National-Popular Political (and Social) Movements and Governments (1918-1980) They were political leaderships and governments of diverse ideological orientation, but they had some common denominators, representing attempts –some deeper than others – of national resistance and peoples' emancipation, postulating autonomous models of regional political and economic organization, as well as the strive for a joint regional action on the international stage to reduce the influence of global powers in the region.
- First stage (1915-1930): the Mexican revolution, the actions of Augusto César Sandino in Nicaragua, the Peruvian APRA, and the Argentine Radicalism.
- Second stage (1930-1970): the governments of Lázaro Cárdenas (México), Getúlio Vargas (Brazil), Juan Domingo Perón (Argentina, influenced by Christian Humanism and Personalism), Carlos Ibañez (Chile), Juan Velasco Alvarado (Peru), Jacobo Arbenz (Guatemala), Víctor Paz Estensoro (Bolivia), Juan Bosch (Dominican Rep.), among others.
In 1953 Perón proposed
[10] the "Continentalismo" (
Continentalism) that would originate from the geopolitical core of the second ABC agreement (Argentina, Brazil and Chile) as basic axis for a South American continental pole.
National-Popular Governments and Leaderships of the Post-Washington Consensus Period (2000- ) The feature of the period are renewal and revitalization of the previous political movements, as well as the emergence of new ones, after two decades of neoliberal predominance (the 1980s and 1990s) in the region.
The trend is sometimes referred to as the
"Pink Tide" of the 2000s in mass media.
The heterogeneity of their governments and leaders also stands out as a characteristic of this period, which in some cases has implied important socio-economic achievements.
This period's schools of thought and thinkers have also been varied: ECLAC's Latin American Structuralism (Prebisch, Furtado, Ferrer), Dependency Theory (Cardoso, Faletto, dos Santos), the South American "Autonomist School" (Jaguaribe and Puig), Liberation Theology (Gutiérrez Merino, Boff, Dussel), Theology of the People (Methol Ferré, Scannone), to name a few.
In the geopolitical dimension of this period, the proposals to establish and revitalize platforms of joint regional action re-emerged and materialized with the establishment of UNASUR, CELAC, and ALBA, as the most outstanding examples.

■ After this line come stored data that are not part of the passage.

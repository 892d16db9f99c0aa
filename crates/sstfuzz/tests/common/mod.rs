// Common test utilities for harness integration tests

use sstfuzz::{DefaultFileSystem, Harness, HarnessConfig};
use std::fs;
use std::path::PathBuf;
use tempfile::TempDir;

pub const ARTIFACT_NAME: &str = "harness_test.sst";

/// Test fixture pointing a harness at a private scratch directory
pub struct HarnessFixture {
    #[allow(dead_code)]
    pub temp_dir: TempDir,
    pub harness: Harness,
}

impl HarnessFixture {
    pub fn new() -> Self {
        Self::with_config(HarnessConfig::default())
    }

    pub fn with_config(config: HarnessConfig) -> Self {
        let temp_dir = TempDir::new().expect("Failed to create temp dir");
        let config = config.with_file_name(ARTIFACT_NAME);
        let harness =
            Harness::with_file_system(config, DefaultFileSystem::rooted_at(temp_dir.path()));
        Self { temp_dir, harness }
    }

    pub fn artifact_path(&self) -> PathBuf {
        self.temp_dir.path().join(ARTIFACT_NAME)
    }

    /// Names of all files left in the scratch directory
    pub fn leftover_files(&self) -> Vec<String> {
        fs::read_dir(self.temp_dir.path())
            .expect("Failed to read scratch directory")
            .filter_map(|entry| {
                entry
                    .ok()
                    .and_then(|e| e.file_name().to_str().map(String::from))
            })
            .collect()
    }
}

impl Default for HarnessFixture {
    fn default() -> Self {
        Self::new()
    }
}
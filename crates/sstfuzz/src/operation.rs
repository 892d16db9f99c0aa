//! Structured fuzz input: an ordered list of typed key/value operations.
//!
//! Every type here implements [`Arbitrary`], so libFuzzer mutates inputs at
//! the level of whole operations, variants and byte fields instead of raw
//! bytes. Decoding never fails; validity is the normalizer's job.

use arbitrary::{Arbitrary, Unstructured};
use std::fmt;

/// Kind of write operation to replay into the table writer.
#[derive(Debug, Clone, Copy, PartialEq, Eq, Hash)]
pub enum OpType {
    /// Insert `key` with `value`
    Put,
    /// Insert `value` as a merge operand for `key`
    Merge,
    /// Point-delete `key`
    Delete,
    /// Delete `[key, value)`
    DeleteRange,
    /// Wire tag the harness does not know how to replay
    Unsupported(u8),
}

impl OpType {
    /// Decode a wire tag
    pub fn from_tag(tag: u8) -> Self {
        match tag {
            0 => OpType::Put,
            1 => OpType::Merge,
            2 => OpType::Delete,
            3 => OpType::DeleteRange,
            other => OpType::Unsupported(other),
        }
    }

    /// Wire tag of this variant
    pub fn tag(self) -> u8 {
        match self {
            OpType::Put => 0,
            OpType::Merge => 1,
            OpType::Delete => 2,
            OpType::DeleteRange => 3,
            OpType::Unsupported(tag) => tag,
        }
    }

    /// True for the four variants the harness can replay
    pub fn is_supported(self) -> bool {
        !matches!(self, OpType::Unsupported(_))
    }
}

impl fmt::Display for OpType {
    fn fmt(&self, f: &mut fmt::Formatter<'_>) -> fmt::Result {
        match self {
            OpType::Put => write!(f, "PUT"),
            OpType::Merge => write!(f, "MERGE"),
            OpType::Delete => write!(f, "DELETE"),
            OpType::DeleteRange => write!(f, "DELETE_RANGE"),
            OpType::Unsupported(tag) => write!(f, "UNSUPPORTED({})", tag),
        }
    }
}

impl<'a> Arbitrary<'a> for OpType {
    fn arbitrary(u: &mut Unstructured<'a>) -> arbitrary::Result<Self> {
        let tag = u8::arbitrary(u)?;
        // One tag value in 32 stands in for an unknown enum value.
        if tag % 32 == 31 {
            Ok(OpType::Unsupported(tag))
        } else {
            Ok(OpType::from_tag(tag % 4))
        }
    }

    fn size_hint(depth: usize) -> (usize, Option<usize>) {
        u8::size_hint(depth)
    }
}

/// A single operation in the input sequence.
#[derive(Debug, Clone, PartialEq, Eq, Arbitrary)]
pub struct DbOperation {
    /// What to do
    pub op_type: OpType,
    /// Target key, or range start for `DeleteRange`
    pub key: Vec<u8>,
    /// Value or merge operand, range end for `DeleteRange`, unused for `Delete`
    pub value: Vec<u8>,
}

impl DbOperation {
    /// Build an operation of any type
    pub fn new(op_type: OpType, key: impl Into<Vec<u8>>, value: impl Into<Vec<u8>>) -> Self {
        Self {
            op_type,
            key: key.into(),
            value: value.into(),
        }
    }

    /// Create a PUT operation
    pub fn put(key: impl Into<Vec<u8>>, value: impl Into<Vec<u8>>) -> Self {
        Self::new(OpType::Put, key, value)
    }

    /// Create a MERGE operation
    pub fn merge(key: impl Into<Vec<u8>>, operand: impl Into<Vec<u8>>) -> Self {
        Self::new(OpType::Merge, key, operand)
    }

    /// Create a DELETE operation
    pub fn delete(key: impl Into<Vec<u8>>) -> Self {
        Self::new(OpType::Delete, key, Vec::new())
    }

    /// Create a DELETE_RANGE operation over `[start, end)`
    pub fn delete_range(start: impl Into<Vec<u8>>, end: impl Into<Vec<u8>>) -> Self {
        Self::new(OpType::DeleteRange, start, end)
    }
}

/// Ordered operation sequence; order is replay order.
#[derive(Debug, Clone, Default, PartialEq, Eq, Arbitrary)]
pub struct DbOperations {
    /// The operations
    pub operations: Vec<DbOperation>,
}

impl DbOperations {
    /// Decode raw fuzzer bytes. Undecodable input yields an empty sequence.
    pub fn from_fuzz_bytes(data: &[u8]) -> Self {
        let u = Unstructured::new(data);
        Self::arbitrary_take_rest(u).unwrap_or_default()
    }

    /// Number of operations
    pub fn len(&self) -> usize {
        self.operations.len()
    }

    /// True if there is nothing to replay
    pub fn is_empty(&self) -> bool {
        self.operations.is_empty()
    }

    /// Iterate in replay order
    pub fn iter(&self) -> std::slice::Iter<'_, DbOperation> {
        self.operations.iter()
    }
}

impl From<Vec<DbOperation>> for DbOperations {
    fn from(operations: Vec<DbOperation>) -> Self {
        Self { operations }
    }
}

impl<'a> IntoIterator for &'a DbOperations {
    type Item = &'a DbOperation;
    type IntoIter = std::slice::Iter<'a, DbOperation>;

    fn into_iter(self) -> Self::IntoIter {
        self.operations.iter()
    }
}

The most prominent leaders of this period are Néstor and Cristina Kirchner (Argentina), Lula da Silva (Brazil), Evo Morales (Bolivia), Fernando Lugo (Paraguay), Tabaré Vázquez and José "Pepe" Mujica (Uruguay), Hugo Chávez (Venezuela), Rafael Correa (Ecuador), Daniel Ortega (Nicaragua).
For endogenous and exogenous reasons, this period was diluted by the end of the 2010s. The retroversion process (2010- ) is called the "Conservative Wave" or "
Conservative Restoration".
Nowadays, a renewed progressist cycle has formed. The debate on the possibility of a "Second Pink Tide" (2019) is active both in mass media and in the academic sphere, but such a debate exceeds this review.
[10] at his speech entitled "Unidos o Dominados" (United or Dominated) delivered at the National War School of Argentina on November 11, 1953.